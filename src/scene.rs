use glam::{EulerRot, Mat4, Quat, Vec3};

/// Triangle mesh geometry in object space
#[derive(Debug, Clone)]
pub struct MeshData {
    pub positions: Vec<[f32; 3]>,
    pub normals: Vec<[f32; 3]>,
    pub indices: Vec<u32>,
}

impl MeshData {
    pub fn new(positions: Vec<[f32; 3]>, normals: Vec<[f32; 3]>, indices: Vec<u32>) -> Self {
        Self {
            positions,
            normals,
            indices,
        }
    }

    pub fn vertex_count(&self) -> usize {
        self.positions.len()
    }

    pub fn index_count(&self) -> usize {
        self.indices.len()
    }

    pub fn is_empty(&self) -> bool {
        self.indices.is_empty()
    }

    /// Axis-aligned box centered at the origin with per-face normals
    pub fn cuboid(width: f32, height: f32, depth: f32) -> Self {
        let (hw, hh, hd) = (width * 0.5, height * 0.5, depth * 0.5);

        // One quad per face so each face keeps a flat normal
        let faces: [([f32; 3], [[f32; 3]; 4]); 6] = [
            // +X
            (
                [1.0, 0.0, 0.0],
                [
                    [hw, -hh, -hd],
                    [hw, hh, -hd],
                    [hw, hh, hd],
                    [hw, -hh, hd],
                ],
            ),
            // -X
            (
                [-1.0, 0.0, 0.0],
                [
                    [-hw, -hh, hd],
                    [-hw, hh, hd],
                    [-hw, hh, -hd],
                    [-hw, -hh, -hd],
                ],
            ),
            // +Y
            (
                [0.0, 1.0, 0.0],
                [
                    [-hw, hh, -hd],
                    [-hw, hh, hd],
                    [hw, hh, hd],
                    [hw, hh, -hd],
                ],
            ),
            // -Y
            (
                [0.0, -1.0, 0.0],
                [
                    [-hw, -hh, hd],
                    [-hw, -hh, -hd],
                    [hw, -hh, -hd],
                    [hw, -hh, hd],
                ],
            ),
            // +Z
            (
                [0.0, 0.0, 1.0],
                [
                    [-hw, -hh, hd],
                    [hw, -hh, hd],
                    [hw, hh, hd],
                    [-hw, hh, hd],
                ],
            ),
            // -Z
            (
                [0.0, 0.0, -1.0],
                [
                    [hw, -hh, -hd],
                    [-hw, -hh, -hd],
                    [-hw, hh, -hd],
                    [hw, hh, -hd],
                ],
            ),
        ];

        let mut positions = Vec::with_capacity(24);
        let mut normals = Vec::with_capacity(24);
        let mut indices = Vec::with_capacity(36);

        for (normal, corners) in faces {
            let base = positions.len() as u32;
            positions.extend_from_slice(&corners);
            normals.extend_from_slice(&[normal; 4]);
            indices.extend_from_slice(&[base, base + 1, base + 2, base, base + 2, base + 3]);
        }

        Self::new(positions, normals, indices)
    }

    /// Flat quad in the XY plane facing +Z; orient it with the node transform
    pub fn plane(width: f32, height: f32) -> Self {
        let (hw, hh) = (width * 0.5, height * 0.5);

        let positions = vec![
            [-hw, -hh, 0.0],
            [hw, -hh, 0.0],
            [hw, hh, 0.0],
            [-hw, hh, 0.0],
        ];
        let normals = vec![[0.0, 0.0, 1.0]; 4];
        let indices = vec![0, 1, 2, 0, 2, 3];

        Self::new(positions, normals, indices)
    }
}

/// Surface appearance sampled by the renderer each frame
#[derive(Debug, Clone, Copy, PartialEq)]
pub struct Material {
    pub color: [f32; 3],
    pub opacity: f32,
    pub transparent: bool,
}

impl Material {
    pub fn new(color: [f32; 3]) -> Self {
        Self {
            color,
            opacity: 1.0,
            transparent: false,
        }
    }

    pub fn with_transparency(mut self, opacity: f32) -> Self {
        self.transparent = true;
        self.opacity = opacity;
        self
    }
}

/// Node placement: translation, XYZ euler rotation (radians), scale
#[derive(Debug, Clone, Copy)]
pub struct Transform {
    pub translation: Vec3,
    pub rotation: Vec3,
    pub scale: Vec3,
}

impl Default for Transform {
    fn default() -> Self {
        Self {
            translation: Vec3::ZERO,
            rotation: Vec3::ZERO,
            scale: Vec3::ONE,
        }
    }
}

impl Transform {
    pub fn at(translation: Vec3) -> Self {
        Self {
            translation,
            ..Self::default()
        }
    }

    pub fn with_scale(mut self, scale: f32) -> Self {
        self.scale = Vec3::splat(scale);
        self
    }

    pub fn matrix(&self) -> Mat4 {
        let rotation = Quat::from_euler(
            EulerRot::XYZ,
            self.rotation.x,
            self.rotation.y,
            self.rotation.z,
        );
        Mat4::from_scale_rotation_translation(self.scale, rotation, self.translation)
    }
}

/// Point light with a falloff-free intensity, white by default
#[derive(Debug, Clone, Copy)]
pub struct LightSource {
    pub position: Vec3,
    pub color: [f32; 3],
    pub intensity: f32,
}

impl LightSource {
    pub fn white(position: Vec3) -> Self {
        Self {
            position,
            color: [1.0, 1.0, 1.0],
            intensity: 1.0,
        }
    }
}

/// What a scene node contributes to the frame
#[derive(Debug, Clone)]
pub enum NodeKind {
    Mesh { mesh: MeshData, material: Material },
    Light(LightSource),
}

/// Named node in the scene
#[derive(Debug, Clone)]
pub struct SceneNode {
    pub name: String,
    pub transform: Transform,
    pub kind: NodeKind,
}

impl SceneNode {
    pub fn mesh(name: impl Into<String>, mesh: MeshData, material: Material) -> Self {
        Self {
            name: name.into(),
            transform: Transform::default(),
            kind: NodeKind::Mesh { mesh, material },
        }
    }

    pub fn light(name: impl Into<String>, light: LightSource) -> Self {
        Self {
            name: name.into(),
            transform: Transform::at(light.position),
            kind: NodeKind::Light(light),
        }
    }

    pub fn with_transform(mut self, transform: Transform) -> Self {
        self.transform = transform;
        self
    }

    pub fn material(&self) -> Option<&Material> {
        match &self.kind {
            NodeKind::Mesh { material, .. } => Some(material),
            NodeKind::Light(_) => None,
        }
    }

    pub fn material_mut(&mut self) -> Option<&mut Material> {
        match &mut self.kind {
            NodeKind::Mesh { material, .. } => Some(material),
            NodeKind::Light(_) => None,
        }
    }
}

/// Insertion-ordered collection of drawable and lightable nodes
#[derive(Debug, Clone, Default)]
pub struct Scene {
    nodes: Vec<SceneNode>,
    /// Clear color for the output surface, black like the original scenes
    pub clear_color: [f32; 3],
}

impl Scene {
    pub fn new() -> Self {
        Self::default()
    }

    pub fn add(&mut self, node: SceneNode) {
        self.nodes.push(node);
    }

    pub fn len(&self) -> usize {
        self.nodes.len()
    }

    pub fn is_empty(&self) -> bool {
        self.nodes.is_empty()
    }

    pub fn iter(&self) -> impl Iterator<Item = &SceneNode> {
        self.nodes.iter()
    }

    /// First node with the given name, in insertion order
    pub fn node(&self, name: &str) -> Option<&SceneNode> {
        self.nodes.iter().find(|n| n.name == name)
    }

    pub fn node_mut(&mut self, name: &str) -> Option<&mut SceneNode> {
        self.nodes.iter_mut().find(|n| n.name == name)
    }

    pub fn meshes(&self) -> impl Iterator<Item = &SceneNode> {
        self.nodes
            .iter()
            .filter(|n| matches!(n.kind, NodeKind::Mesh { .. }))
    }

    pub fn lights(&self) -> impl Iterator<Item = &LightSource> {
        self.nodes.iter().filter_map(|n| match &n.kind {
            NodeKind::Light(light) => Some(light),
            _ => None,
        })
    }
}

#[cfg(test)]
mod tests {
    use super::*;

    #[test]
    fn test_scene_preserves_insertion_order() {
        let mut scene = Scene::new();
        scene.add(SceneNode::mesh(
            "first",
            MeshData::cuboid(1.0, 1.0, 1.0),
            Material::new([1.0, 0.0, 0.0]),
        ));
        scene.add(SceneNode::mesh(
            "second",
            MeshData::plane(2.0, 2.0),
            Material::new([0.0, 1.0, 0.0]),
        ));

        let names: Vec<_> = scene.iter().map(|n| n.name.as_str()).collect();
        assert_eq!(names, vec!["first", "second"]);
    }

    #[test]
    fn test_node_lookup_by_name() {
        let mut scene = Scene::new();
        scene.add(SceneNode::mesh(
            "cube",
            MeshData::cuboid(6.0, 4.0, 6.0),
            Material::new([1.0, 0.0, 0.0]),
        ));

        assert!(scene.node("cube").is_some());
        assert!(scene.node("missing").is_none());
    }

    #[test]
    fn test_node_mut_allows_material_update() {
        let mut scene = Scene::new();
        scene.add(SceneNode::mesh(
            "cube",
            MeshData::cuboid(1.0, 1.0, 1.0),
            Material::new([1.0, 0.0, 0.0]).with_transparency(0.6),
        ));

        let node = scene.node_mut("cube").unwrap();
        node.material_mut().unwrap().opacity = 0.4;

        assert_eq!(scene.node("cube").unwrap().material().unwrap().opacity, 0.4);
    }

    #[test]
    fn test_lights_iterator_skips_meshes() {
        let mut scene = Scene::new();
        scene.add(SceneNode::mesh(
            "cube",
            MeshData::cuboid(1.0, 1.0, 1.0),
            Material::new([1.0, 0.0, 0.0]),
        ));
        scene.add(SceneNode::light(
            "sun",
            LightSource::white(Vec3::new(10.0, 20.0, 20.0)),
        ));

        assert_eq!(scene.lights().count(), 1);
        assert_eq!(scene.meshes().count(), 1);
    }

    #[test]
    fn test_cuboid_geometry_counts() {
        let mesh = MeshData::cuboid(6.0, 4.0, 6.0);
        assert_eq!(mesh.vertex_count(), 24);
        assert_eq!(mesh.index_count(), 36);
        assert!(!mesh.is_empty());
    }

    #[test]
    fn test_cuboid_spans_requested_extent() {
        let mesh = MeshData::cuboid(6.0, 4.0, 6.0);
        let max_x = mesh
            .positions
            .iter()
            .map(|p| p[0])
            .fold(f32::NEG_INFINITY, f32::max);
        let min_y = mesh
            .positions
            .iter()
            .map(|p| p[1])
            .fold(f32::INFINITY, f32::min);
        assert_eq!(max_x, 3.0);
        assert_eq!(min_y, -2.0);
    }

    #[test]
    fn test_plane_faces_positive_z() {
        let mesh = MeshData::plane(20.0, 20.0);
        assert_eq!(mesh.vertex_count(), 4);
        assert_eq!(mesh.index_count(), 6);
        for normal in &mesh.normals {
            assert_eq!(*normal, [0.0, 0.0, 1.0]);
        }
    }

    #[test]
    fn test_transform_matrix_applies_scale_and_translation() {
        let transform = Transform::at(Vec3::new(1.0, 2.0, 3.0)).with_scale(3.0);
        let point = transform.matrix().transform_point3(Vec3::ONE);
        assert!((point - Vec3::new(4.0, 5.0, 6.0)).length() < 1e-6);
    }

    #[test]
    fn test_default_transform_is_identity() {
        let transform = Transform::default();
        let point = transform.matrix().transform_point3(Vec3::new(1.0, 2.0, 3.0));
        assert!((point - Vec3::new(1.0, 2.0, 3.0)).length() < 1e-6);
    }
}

What you will do - Take the line above containing "let max_x = mesh", the line containing "assert_eq!(max_x, 3.0);", and all lines in between, and copy them exactly without anything else.

Answer section -
        let max_x = mesh
            .positions
            .iter()
            .map(|p| p[0])
            .fold(f32::NEG_INFINITY, f32::max);
        let min_y = mesh
            .positions
            .iter()
            .map(|p| p[1])
            .fold(f32::INFINITY, f32::min);
        assert_eq!(max_x, 3.0);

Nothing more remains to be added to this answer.